Pero no ocurrió nada. Difícilmente el inmenso jagüey de La Topamana, que durante años fue la principal fuente de agua de los wayuus de Puerto Estrella, a dos horas en trocha desde Nazareth, volverá a recoger la misma cantidad de líquido. El sitio donde hace tres años bebían 700 personas se ha convertido en un tapete de arena resquebrejada donde sólo se ve a algunos hombres en bicicleta que se acercan para extraer con cocas el agua que brota de un pozo, instalado en la mitad del jagüey.
Los datos del Ideam revelan cómo en los últimos dos años La Guajira no ha podido alcanzar los 400 mililitros de agua que se esperan por año, 700 mililitros menos de los que suelen caer sobre Bogotá. En los primeros seis meses de 2014 no han llovido siquiera 150 de esas unidades en todo el departamento.
Para la autoridad ambiental de La Guajira, la única alternativa de abastecimiento de agua para esa región es la apertura de pozos profundos que aún no se construyen.
“Tenemos proyectos formulados para la perforación en Bahía Portete y Puerto Estrella, pero seguimos esperando la asignación de recursos. Corpoguajira no tiene el músculo financiero para resolver esta crisis de agua; desde hace dos años el dinero de la corporación se disminuyó en 80% debido a la redistribución de regalías. Se necesita compromiso del gobierno nacional con esta situación, que se viene agravando con los años y que ahora no puede ser resuelta sólo por las autoridades locales. Esta es la región más afectada por el calentamiento global, pero también, como el resto de fronteras de Colombia, es una zona olvidada, invisible para el gobierno central. La Guajira tendrá que mirar hacia abajo, monitorear sus aguas subterráneas e implementar estrategias para aprovecharlas”, dice Samuel Lanao, de Corpoguajira.

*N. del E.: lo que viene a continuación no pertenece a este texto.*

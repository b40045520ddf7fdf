//! Brushes for the pattern-capable primitives.

use crate::color::PixelFormat;
use crate::GraphicsError;

/// The standard 8x8 monochrome hatch patterns (HS_HORIZONTAL through
/// HS_DIAGCROSS), one byte per row, MSB left.
pub const HATCH_PATTERNS: [[u8; 8]; 6] = [
    [0x00, 0x00, 0x00, 0xFF, 0x00, 0x00, 0x00, 0x00], // HS_HORIZONTAL
    [0x10, 0x10, 0x10, 0x10, 0x10, 0x10, 0x10, 0x10], // HS_VERTICAL
    [0x80, 0x40, 0x20, 0x10, 0x08, 0x04, 0x02, 0x01], // HS_FDIAGONAL
    [0x01, 0x02, 0x04, 0x08, 0x10, 0x20, 0x40, 0x80], // HS_BDIAGONAL
    [0x10, 0x10, 0x10, 0xFF, 0x10, 0x10, 0x10, 0x10], // HS_CROSS
    [0x81, 0x42, 0x24, 0x18, 0x18, 0x24, 0x42, 0x81], // HS_DIAGCROSS
];

/// A resolved brush, ready to be sampled per pixel.
#[derive(Debug, Clone, PartialEq, Eq)]
pub enum BrushStyle {
    /// Every pixel takes the brush color.
    Solid(u32),
    /// An 8x8 monochrome pattern: 0-bits take the background color, 1-bits
    /// the text (foreground) color.
    Hatched { pattern: [u8; 8], fore_color: u32, back_color: u32 },
    /// An 8x8 bitmap in the brush pixel format, color-converted per pixel.
    Pattern { pixels: [u32; 64] },
}

impl BrushStyle {
    /// Builds a hatched brush from the wire hatch index.
    pub fn hatched(hatch: u8, fore_color: u32, back_color: u32) -> Result<Self, GraphicsError> {
        let pattern = *HATCH_PATTERNS
            .get(usize::from(hatch))
            .ok_or(GraphicsError::InvalidBrush("unknown hatch index"))?;

        Ok(Self::Hatched {
            pattern,
            fore_color,
            back_color,
        })
    }

    /// Builds a pattern brush from raw 8x8 brush data in the given format.
    ///
    /// Monochrome (1 bpp) brush data falls back to the hatched expansion with
    /// the provided colors, matching how servers encode simple patterns.
    pub fn pattern(
        data: &[u8],
        bpp: u8,
        fore_color: u32,
        back_color: u32,
        palette: &[u32; 256],
    ) -> Result<Self, GraphicsError> {
        if bpp == 1 {
            if data.len() < 8 {
                return Err(GraphicsError::InvalidBrush("monochrome brush shorter than 8 rows"));
            }
            let mut pattern = [0u8; 8];
            pattern.copy_from_slice(&data[..8]);
            return Ok(Self::Hatched {
                pattern,
                fore_color,
                back_color,
            });
        }

        let format = PixelFormat::from_bpp(bpp).ok_or(GraphicsError::InvalidBrush("unsupported brush depth"))?;
        if data.len() < 64 * format.bytes_per_pixel() {
            return Err(GraphicsError::InvalidBrush("pattern brush smaller than 8x8"));
        }

        let mut pixels = [0u32; 64];
        for (index, pixel) in pixels.iter_mut().enumerate() {
            *pixel = format.read_pixel(data, index, palette)?;
        }

        Ok(Self::Pattern { pixels })
    }

    /// Samples the brush at surface coordinates, honoring the pattern origin.
    #[inline]
    pub fn sample(&self, x: i32, y: i32, origin: (i32, i32)) -> u32 {
        match self {
            Self::Solid(color) => *color,
            Self::Hatched {
                pattern,
                fore_color,
                back_color,
            } => {
                let row = (y - origin.1).rem_euclid(8) as usize;
                let column = (x - origin.0).rem_euclid(8) as usize;
                if pattern[row] & (0x80 >> column) != 0 {
                    *fore_color
                } else {
                    *back_color
                }
            }
            Self::Pattern { pixels } => {
                let row = (y - origin.1).rem_euclid(8) as usize;
                let column = (x - origin.0).rem_euclid(8) as usize;
                pixels[row * 8 + column]
            }
        }
    }
}

#[cfg(test)]
mod tests {
    use super::*;

    #[test]
    fn hatched_brush_selects_colors_by_bit() {
        let brush = BrushStyle::hatched(1, 0xFF_0000, 0x00_00FF).unwrap(); // HS_VERTICAL
        // Column 3 is set for every row of HS_VERTICAL (0x10 = 0001_0000).
        assert_eq!(brush.sample(3, 0, (0, 0)), 0xFF_0000);
        assert_eq!(brush.sample(4, 0, (0, 0)), 0x00_00FF);
    }

    #[test]
    fn pattern_origin_shifts_sampling() {
        let brush = BrushStyle::hatched(1, 1, 0).unwrap();
        // Shifting the origin right by one moves the hit column.
        assert_eq!(brush.sample(4, 0, (1, 0)), 1);
    }

    #[test]
    fn unknown_hatch_is_rejected() {
        assert!(BrushStyle::hatched(6, 0, 0).is_err());
    }
}
//! Client-side caches: the multi-cell bitmap cache with its waiting-list
//! slot and optional persistence, plus the fixed-capacity glyph, brush,
//! offscreen-surface and palette caches.

mod bitmap;
mod brush;
mod glyph;
mod offscreen;
mod palette;
pub mod persistent;
mod slots;

pub use self::bitmap::{BitmapCache, CachedBitmap};
pub use self::brush::{BrushCache, CachedBrush};
pub use self::glyph::{CachedGlyph, GlyphCache};
pub use self::offscreen::OffscreenCache;
pub use self::palette::PaletteCache;

use ferrodp_connector::BitmapCacheConfig;

/// All the caches a session owns.
///
/// With `deactivate_client_decoding` set the whole structure is skipped and
/// the session acts as a null sink.
#[derive(Debug)]
pub struct Caches {
    pub bitmap: BitmapCache,
    pub glyph: GlyphCache,
    pub brush: BrushCache,
    pub offscreen: OffscreenCache,
    pub palette: PaletteCache,
}

impl Caches {
    pub fn new(bitmap_config: &BitmapCacheConfig) -> Self {
        Self {
            bitmap: BitmapCache::new(bitmap_config),
            glyph: GlyphCache::new(),
            brush: BrushCache::new(),
            offscreen: OffscreenCache::new(),
            palette: PaletteCache::new(),
        }
    }
}
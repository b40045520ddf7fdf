use ferrodp_core::{
    ensure_fixed_part_size, Decode, DecodeResult, Encode, EncodeResult, ReadCursor, WriteCursor,
};

const OFFSCREEN_BITMAP_CACHE_LENGTH: usize = 8;

/// Offscreen Bitmap Cache Capability Set ([MS-RDPBCGR] 2.2.7.1.9).
#[derive(Debug, PartialEq, Eq, Clone)]
pub struct OffscreenBitmapCache {
    pub is_supported: bool,
    /// In kilobytes.
    pub cache_size: u16,
    pub cache_entries: u16,
}

impl OffscreenBitmapCache {
    const NAME: &'static str = "OffscreenBitmapCache";

    const FIXED_PART_SIZE: usize = OFFSCREEN_BITMAP_CACHE_LENGTH;
}

impl Encode for OffscreenBitmapCache {
    fn encode(&self, dst: &mut WriteCursor<'_>) -> EncodeResult<()> {
        ensure_fixed_part_size!(in: dst);

        dst.write_u32(u32::from(self.is_supported));
        dst.write_u16(self.cache_size);
        dst.write_u16(self.cache_entries);

        Ok(())
    }

    fn name(&self) -> &'static str {
        Self::NAME
    }

    fn size(&self) -> usize {
        Self::FIXED_PART_SIZE
    }
}

impl<'de> Decode<'de> for OffscreenBitmapCache {
    fn decode(src: &mut ReadCursor<'de>) -> DecodeResult<Self> {
        ensure_fixed_part_size!(in: src);

        let is_supported = src.read_u32() != 0;
        let cache_size = src.read_u16();
        let cache_entries = src.read_u16();

        Ok(Self {
            is_supported,
            cache_size,
            cache_entries,
        })
    }
}
//! Starship ECS layer — команды на стрельбу и отчёты о залпах.
//!
//! Поток:
//! 1. Caller пишет `FireTorpedoCommand { ship, mode }`
//! 2. `process_fire_commands` стреляет контроллером корабля (по одной команде за раз)
//! 3. На каждую команду — ровно один `TorpedoVolley` с отчётом
//!
//! Доступ к контроллеру только через `Query<&mut Starship>` — конкурентной
//! стрельбы по одному кораблю в ECS не бывает.

use bevy::prelude::*;

use crate::config::ArsenalConfig;
use crate::controller::{FireReport, FiringController, FiringMode, SpaceShip};
use crate::store::TorpedoBay;


/// Корабль с двумя torpedo bays
#[derive(Component, Debug)]
pub struct Starship {
    pub name: String,
    controller: FiringController<TorpedoBay, TorpedoBay>,
}

impl Starship {
    pub fn new(name: impl Into<String>, primary: TorpedoBay, secondary: TorpedoBay) -> Self {
        Self {
            name: name.into(),
            controller: FiringController::new(primary, secondary),
        }
    }

    /// Собрать корабль из config (secondary seed = seed + 1, чтобы bays не misfire синхронно)
    pub fn from_config(config: &ArsenalConfig) -> Self {
        let primary =
            TorpedoBay::with_failure_rate(config.primary_torpedoes, config.failure_rate, config.seed);
        let secondary = TorpedoBay::with_failure_rate(
            config.secondary_torpedoes,
            config.failure_rate,
            config.seed.wrapping_add(1),
        );

        Self::new(config.ship_name.clone(), primary, secondary)
    }

    pub fn fire(&mut self, mode: FiringMode) -> FireReport {
        self.controller.fire(mode)
    }

    pub fn controller(&self) -> &FiringController<TorpedoBay, TorpedoBay> {
        &self.controller
    }

    /// Оставшиеся торпеды (primary, secondary)
    pub fn torpedoes_left(&self) -> (u32, u32) {
        (
            self.controller.primary().torpedo_count(),
            self.controller.secondary().torpedo_count(),
        )
    }
}

impl SpaceShip for Starship {
    fn fire_torpedo(&mut self, mode: FiringMode) -> bool {
        self.controller.fire_torpedo(mode)
    }
}

/// Event: приказ на стрельбу (caller → ECS)
#[derive(Event, Debug, Clone, Copy)]
pub struct FireTorpedoCommand {
    pub ship: Entity,
    pub mode: FiringMode,
}

/// Event: результат команды (ECS → caller)
#[derive(Event, Debug, Clone, Copy)]
pub struct TorpedoVolley {
    pub ship: Entity,
    /// Итог команды: `report.success()`
    pub report: FireReport,
}

/// System: обработка FireTorpedoCommand в порядке поступления
pub fn process_fire_commands(
    mut commands: EventReader<FireTorpedoCommand>,
    mut ships: Query<&mut Starship>,
    mut volleys: EventWriter<TorpedoVolley>,
) {
    for command in commands.read() {
        let Ok(mut ship) = ships.get_mut(command.ship) else {
            crate::logger::log_warning(&format!(
                "FireTorpedoCommand for {:?} dropped: entity has no Starship",
                command.ship
            ));
            continue;
        };

        let report = ship.fire(command.mode);

        let (primary_left, secondary_left) = ship.torpedoes_left();
        crate::logger::log_info(&format!(
            "🚀 {} fired {:?}: success={} launched={} (left: {}/{})",
            ship.name,
            command.mode,
            report.success(),
            report.torpedoes_launched(),
            primary_left,
            secondary_left
        ));

        volleys.write(TorpedoVolley {
            ship: command.ship,
            report,
        });
    }
}

/// Helper: spawn корабля из config
pub fn spawn_starship(commands: &mut Commands, config: &ArsenalConfig) -> Entity {
    commands.spawn(Starship::from_config(config)).id()
}
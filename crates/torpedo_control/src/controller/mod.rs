//! Firing controller — выбор bay и failover между двумя torpedo stores.
//!
//! SINGLE: один bay за вызов, чередование primary/secondary.
//! - Пустой preferred bay → fallback на другой.
//! - Misfire preferred bay → сразу `false`, другой bay НЕ трогаем.
//!
//! ALL: оба bay независимо, без early exit. Успех = оба реально выстрелили
//! (пустой bay считается неудачей — торпеда из этого аппарата не вышла).
//!
//! Alternation state двигают только SINGLE вызовы. ALL его не меняет.
//!
//! Контроллер не thread-safe сам по себе: `&mut self` на весь цикл
//! check-then-fire. В ECS сериализацию даёт `Query<&mut Starship>`.

use bevy::prelude::*;
use serde::{Deserialize, Serialize};

use crate::store::TorpedoStore;


/// Сколько торпед уходит из bay за один выстрел
pub const TORPEDOS_PER_SHOT: u32 = 1;

/// Режим стрельбы (передаётся на каждый вызов)
#[derive(Debug, Clone, Copy, PartialEq, Eq, Hash, Reflect, Serialize, Deserialize)]
pub enum FiringMode {
    /// Один bay, чередование
    Single,
    /// Оба bay одновременно
    All,
}

/// Какой из двух stores
#[derive(Debug, Clone, Copy, PartialEq, Eq, Hash, Reflect, Serialize, Deserialize)]
pub enum Bay {
    Primary,
    Secondary,
}

impl Bay {
    pub fn other(self) -> Self {
        match self {
            Bay::Primary => Bay::Secondary,
            Bay::Secondary => Bay::Primary,
        }
    }
}

/// Память контроллера о последнем SINGLE выстреле
#[derive(Debug, Clone, Copy, PartialEq, Eq, Default, Reflect)]
pub enum AlternationState {
    /// Ещё не стреляли (preferred = primary)
    #[default]
    NoneFiredYet,
    LastFiredPrimary,
    LastFiredSecondary,
}

impl AlternationState {
    /// Bay, который должен стрелять следующим в SINGLE
    pub fn preferred(self) -> Bay {
        match self {
            AlternationState::NoneFiredYet => Bay::Primary,
            AlternationState::LastFiredPrimary => Bay::Secondary,
            AlternationState::LastFiredSecondary => Bay::Primary,
        }
    }

    fn after_attempt(bay: Bay) -> Self {
        match bay {
            Bay::Primary => AlternationState::LastFiredPrimary,
            Bay::Secondary => AlternationState::LastFiredSecondary,
        }
    }
}

/// Результат обращения к одному bay
#[derive(Debug, Clone, Copy, PartialEq, Eq, Reflect, Serialize, Deserialize)]
pub enum BayOutcome {
    /// Торпеда ушла
    Fired,
    /// Bay не пуст, но `fire` вернул false
    Misfired,
    /// Bay пуст, `fire` не вызывался
    Empty,
}

/// Детальный отчёт о вызове `fire`
///
/// `None` = bay в этом вызове вообще не опрашивался.
#[derive(Debug, Clone, Copy, PartialEq, Eq, Reflect, Serialize, Deserialize)]
pub struct FireReport {
    pub mode: FiringMode,
    pub primary: Option<BayOutcome>,
    pub secondary: Option<BayOutcome>,
}

impl FireReport {
    /// Булев контракт `fire_torpedo`
    pub fn success(&self) -> bool {
        match self.mode {
            FiringMode::Single => {
                self.primary == Some(BayOutcome::Fired) || self.secondary == Some(BayOutcome::Fired)
            }
            FiringMode::All => {
                self.primary == Some(BayOutcome::Fired) && self.secondary == Some(BayOutcome::Fired)
            }
        }
    }

    pub fn torpedoes_launched(&self) -> u32 {
        [self.primary, self.secondary]
            .iter()
            .filter(|outcome| **outcome == Some(BayOutcome::Fired))
            .count() as u32
            * TORPEDOS_PER_SHOT
    }

    pub fn outcome(&self, bay: Bay) -> Option<BayOutcome> {
        match bay {
            Bay::Primary => self.primary,
            Bay::Secondary => self.secondary,
        }
    }

    fn set(&mut self, bay: Bay, outcome: BayOutcome) {
        match bay {
            Bay::Primary => self.primary = Some(outcome),
            Bay::Secondary => self.secondary = Some(outcome),
        }
    }
}

/// Корабль с торпедным вооружением (caller-facing контракт)
pub trait SpaceShip {
    fn fire_torpedo(&mut self, mode: FiringMode) -> bool;
}

/// Firing controller: два store + alternation state
///
/// Stores фиксированы на всё время жизни контроллера.
#[derive(Debug, Clone)]
pub struct FiringController<P, S> {
    primary: P,
    secondary: S,
    alternation: AlternationState,
}

impl<P: TorpedoStore, S: TorpedoStore> FiringController<P, S> {
    pub fn new(primary: P, secondary: S) -> Self {
        Self {
            primary,
            secondary,
            alternation: AlternationState::NoneFiredYet,
        }
    }

    pub fn alternation(&self) -> AlternationState {
        self.alternation
    }

    pub fn primary(&self) -> &P {
        &self.primary
    }

    pub fn secondary(&self) -> &S {
        &self.secondary
    }

    pub fn into_stores(self) -> (P, S) {
        (self.primary, self.secondary)
    }

    /// Выстрел с детальным отчётом по каждому bay
    pub fn fire(&mut self, mode: FiringMode) -> FireReport {
        let report = match mode {
            FiringMode::Single => self.fire_single(),
            FiringMode::All => self.fire_all(),
        };

        crate::logger::log(&format!(
            "FiringController: {:?} → primary={:?} secondary={:?} success={}",
            mode,
            report.primary,
            report.secondary,
            report.success()
        ));

        report
    }

    fn fire_single(&mut self) -> FireReport {
        let mut report = FireReport {
            mode: FiringMode::Single,
            primary: None,
            secondary: None,
        };

        let preferred = self.alternation.preferred();

        // Preferred bay пуст → fallback; оба пусты → ни одного fire
        let chosen = if !self.is_empty(preferred) {
            preferred
        } else {
            report.set(preferred, BayOutcome::Empty);

            let fallback = preferred.other();
            if self.is_empty(fallback) {
                report.set(fallback, BayOutcome::Empty);
                crate::logger::log_warning("FiringController: both torpedo stores are empty");
                return report;
            }
            fallback
        };

        // Ход засчитан даже при misfire — повторной попытки в этом вызове нет
        self.alternation = AlternationState::after_attempt(chosen);

        let outcome = self.discharge(chosen);
        report.set(chosen, outcome);
        report
    }

    fn fire_all(&mut self) -> FireReport {
        let primary = self.check_and_discharge(Bay::Primary);
        let secondary = self.check_and_discharge(Bay::Secondary);

        FireReport {
            mode: FiringMode::All,
            primary: Some(primary),
            secondary: Some(secondary),
        }
    }

    fn check_and_discharge(&mut self, bay: Bay) -> BayOutcome {
        if self.is_empty(bay) {
            BayOutcome::Empty
        } else {
            self.discharge(bay)
        }
    }

    fn discharge(&mut self, bay: Bay) -> BayOutcome {
        let fired = match bay {
            Bay::Primary => self.primary.fire(TORPEDOS_PER_SHOT),
            Bay::Secondary => self.secondary.fire(TORPEDOS_PER_SHOT),
        };

        if fired {
            BayOutcome::Fired
        } else {
            crate::logger::log_warning(&format!("FiringController: {:?} bay misfired", bay));
            BayOutcome::Misfired
        }
    }

    fn is_empty(&self, bay: Bay) -> bool {
        match bay {
            Bay::Primary => self.primary.is_empty(),
            Bay::Secondary => self.secondary.is_empty(),
        }
    }
}

impl<P: TorpedoStore, S: TorpedoStore> SpaceShip for FiringController<P, S> {
    fn fire_torpedo(&mut self, mode: FiringMode) -> bool {
        self.fire(mode).success()
    }
}
//! GT4500 Torpedo Control
//!
//! Weapons controller корабля: два torpedo bays (primary/secondary),
//! режимы SINGLE (чередование + failover на пустой bay) и ALL (залп из обоих).
//!
//! Слои:
//! - `controller` — логика выбора bay (без systems/queries, работает и вне App)
//! - `store` — capability trait + конкретный TorpedoBay
//! - `ship` — ECS surface (Starship component, command/volley events)

use bevy::prelude::*;

// Публичные модули
pub mod config;
pub mod controller;
pub mod logger;
pub mod ship;
pub mod store;

// Re-export основных типов
pub use config::{ArsenalConfig, ConfigError};
pub use controller::{
    AlternationState, Bay, BayOutcome, FireReport, FiringController, FiringMode, SpaceShip,
    TORPEDOS_PER_SHOT,
};
pub use logger::{init_logger, log, log_error, log_info, log_warning, LogLevel, LogPrinter};
pub use ship::{process_fire_commands, spawn_starship, FireTorpedoCommand, Starship, TorpedoVolley};
pub use store::{TorpedoBay, TorpedoStore};

/// Главный plugin (events + fire command system)
pub struct ArsenalPlugin;

impl Plugin for ArsenalPlugin {
    fn build(&self, app: &mut App) {
        app.add_event::<FireTorpedoCommand>()
            .add_event::<TorpedoVolley>()
            .init_resource::<ArsenalConfig>()
            // Update, не FixedUpdate: команда обрабатывается в том же кадре, где пришла
            .add_systems(Update, process_fire_commands);
    }
}

/// Создаёт minimal Bevy App для headless симуляции
///
/// `seed` уходит в ArsenalConfig → RNG bays кораблей, заспавненных из config.
pub fn create_headless_app(seed: u64) -> App {
    let mut app = App::new();
    init_logger();
    app.add_plugins(MinimalPlugins)
        .insert_resource(ArsenalConfig {
            seed,
            ..Default::default()
        });

    app
}
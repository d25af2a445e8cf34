//! Headless прогон GT4500
//!
//! Спавнит корабль из config (путь первым аргументом, иначе defaults),
//! отдаёт фиксированный сценарий команд и логирует каждый залп.

use bevy::prelude::*;
use torpedo_control::{
    create_headless_app, log_error, log_info, spawn_starship, ArsenalConfig, ArsenalPlugin,
    FireTorpedoCommand, FiringMode, Starship, TorpedoVolley,
};

/// Сценарий: серия одиночных, залп, снова одиночные до опустошения
const SCRIPT: [FiringMode; 8] = [
    FiringMode::Single,
    FiringMode::Single,
    FiringMode::Single,
    FiringMode::All,
    FiringMode::Single,
    FiringMode::All,
    FiringMode::Single,
    FiringMode::Single,
];

#[derive(Resource, Default)]
struct VolleyTally {
    fired: u32,
    failed: u32,
}

fn tally_volleys(mut volleys: EventReader<TorpedoVolley>, mut tally: ResMut<VolleyTally>) {
    for volley in volleys.read() {
        if volley.report.success() {
            tally.fired += 1;
        } else {
            tally.failed += 1;
        }
    }
}

fn main() {
    let config = match std::env::args().nth(1) {
        Some(path) => match ArsenalConfig::load(&path) {
            Ok(config) => config,
            Err(err) => {
                log_error(&format!("{}", err));
                std::process::exit(1);
            }
        },
        None => ArsenalConfig::default(),
    }
    .with_env_overrides();

    let mut app = create_headless_app(config.seed);
    app.insert_resource(config.clone())
        .init_resource::<VolleyTally>()
        .add_plugins(ArsenalPlugin)
        .add_systems(Update, tally_volleys.after(torpedo_control::process_fire_commands));

    log_info(&format!(
        "Starting {} (torpedoes {}/{}, failure rate {}, seed {})",
        config.ship_name,
        config.primary_torpedoes,
        config.secondary_torpedoes,
        config.failure_rate,
        config.seed
    ));

    let ship = spawn_starship(&mut app.world_mut().commands(), &config);
    // Первый update применяет spawn
    app.update();

    for mode in SCRIPT {
        app.world_mut().send_event(FireTorpedoCommand { ship, mode });
        app.update();
    }

    let tally = app.world().resource::<VolleyTally>();
    let left = app
        .world()
        .get::<Starship>(ship)
        .map(|starship| starship.torpedoes_left())
        .unwrap_or_default();

    log_info(&format!(
        "Run complete: {} successful, {} failed, torpedoes left {}/{}",
        tally.fired, tally.failed, left.0, left.1
    ));
}
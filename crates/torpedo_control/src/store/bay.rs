//! TorpedoBay — конкретный store с конечным запасом и шансом misfire.
//!
//! Misfire моделирует перегрев пусковой установки: выстрел не происходит,
//! торпеда остаётся в bay. RNG seeded (ChaCha8) — прогоны детерминистичны.

use rand::{Rng, SeedableRng};
use rand_chacha::ChaCha8Rng;

use super::TorpedoStore;

/// Torpedo bay (один из двух stores корабля)
#[derive(Debug, Clone)]
pub struct TorpedoBay {
    /// Оставшиеся торпеды
    torpedo_count: u32,

    /// Вероятность misfire [0.0, 1.0]
    failure_rate: f64,

    rng: ChaCha8Rng,
}

impl TorpedoBay {
    /// Bay без misfire (failure_rate = 0.0)
    pub fn new(torpedo_count: u32, seed: u64) -> Self {
        Self::with_failure_rate(torpedo_count, 0.0, seed)
    }

    /// Bay с заданным шансом misfire (clamp в [0.0, 1.0], NaN → 0.0)
    pub fn with_failure_rate(torpedo_count: u32, failure_rate: f64, seed: u64) -> Self {
        let failure_rate = if failure_rate.is_nan() {
            0.0
        } else {
            failure_rate.clamp(0.0, 1.0)
        };

        Self {
            torpedo_count,
            failure_rate,
            rng: ChaCha8Rng::seed_from_u64(seed),
        }
    }

    pub fn torpedo_count(&self) -> u32 {
        self.torpedo_count
    }

    pub fn failure_rate(&self) -> f64 {
        self.failure_rate
    }
}

impl TorpedoStore for TorpedoBay {
    fn is_empty(&self) -> bool {
        self.torpedo_count == 0
    }

    fn fire(&mut self, count: u32) -> bool {
        if count < 1 || count > self.torpedo_count {
            crate::logger::log_warning(&format!(
                "TorpedoBay: rejected fire request for {} torpedo(s), {} left",
                count, self.torpedo_count
            ));
            return false;
        }

        let roll: f64 = self.rng.gen();
        if roll < self.failure_rate {
            crate::logger::log_warning(&format!(
                "TorpedoBay: launcher overheated (roll {:.3} < rate {:.3}), {} torpedo(s) kept",
                roll, self.failure_rate, count
            ));
            return false;
        }

        self.torpedo_count -= count;
        true
    }
}
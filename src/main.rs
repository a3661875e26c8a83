use std::path::PathBuf;

use anyhow::{Context, Result};
use clap::Parser;

use git_autotag::ci::GithubOutput;
use git_autotag::cli::{run_release, ReleaseArgs, ReleaseOutcome};
use git_autotag::config;
use git_autotag::git::{Git2Repository, Repository, SystemGit};
use git_autotag::ui;

#[derive(clap::Parser)]
#[command(
    name = "git-autotag",
    about = "Compute the next version from labelled commits, then tag and push it"
)]
struct Args {
    #[arg(short, long, help = "Custom settings file path")]
    config: Option<String>,

    #[arg(
        short = 'C',
        long,
        default_value = ".",
        help = "Path inside the repository to release"
    )]
    repo: PathBuf,

    #[arg(short, long, default_value = "origin", help = "Remote to push the tag to")]
    remote: String,

    #[arg(long, help = "Use the git binary instead of libgit2")]
    system_git: bool,

    #[arg(long, help = "Preview the next version without writing anything")]
    dry_run: bool,

    #[arg(short, long, help = "Print version information")]
    version: bool,
}

fn main() {
    let args = Args::parse();

    if args.version {
        println!("git-autotag {}", env!("CARGO_PKG_VERSION"));
        return;
    }

    if let Err(e) = run(args) {
        ui::display_error(&format!("{:#}", e));
        std::process::exit(1);
    }
}

fn run(args: Args) -> Result<()> {
    let settings =
        config::load_settings(args.config.as_deref()).context("Error loading settings")?;
    let policy = config::resolve_options(&settings)?;

    let repo: Box<dyn Repository> = if args.system_git {
        Box::new(SystemGit::open(&args.repo)?)
    } else {
        Box::new(Git2Repository::open(&args.repo).context("Git repository error")?)
    };

    let release_args = ReleaseArgs {
        remote: args.remote,
        dry_run: args.dry_run,
    };
    let mut output = GithubOutput::from_env();

    match run_release(&*repo, &mut output, &policy, &release_args)? {
        ReleaseOutcome::Released {
            tag, pushed: true, ..
        } => {
            println!();
            ui::display_success(&format!("Successfully published tag {}", tag));
        }
        ReleaseOutcome::Released {
            tag, created: true, ..
        } => {
            println!();
            ui::display_success(&format!("Tag {} created locally", tag));
        }
        ReleaseOutcome::Released { tag, .. } => {
            println!();
            ui::display_success(&format!("Version {} computed, tagging disabled", tag));
        }
        ReleaseOutcome::DryRun { .. } | ReleaseOutcome::NotReleased => {}
    }

    Ok(())
}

El último informe del Panel Intergubernamental sobre el Cambio Climático (IPCC), de las Naciones Unidas, pronostica que en las próximas décadas el incremento de temperaturas en algunos lugares del planeta, sumado a las inundaciones, obligará a por lo menos 200 millones de personas a desplazarse y asentarse en otros lugares. Hoy, los pobladores de la Alta Guajira dicen que difícilmente renunciarán a su tierra. Creen que han superado suficientes años de escasez y aridez y que el tiempo los ha vuelto sumamente resistentes. “De aquí no se irán los hijos. Encontrarán la forma de acostumbrarse y seguramente la tecnología traerá aparatos para seguir viviendo”, concluye Lázaro Uriana, pescador de 47 años.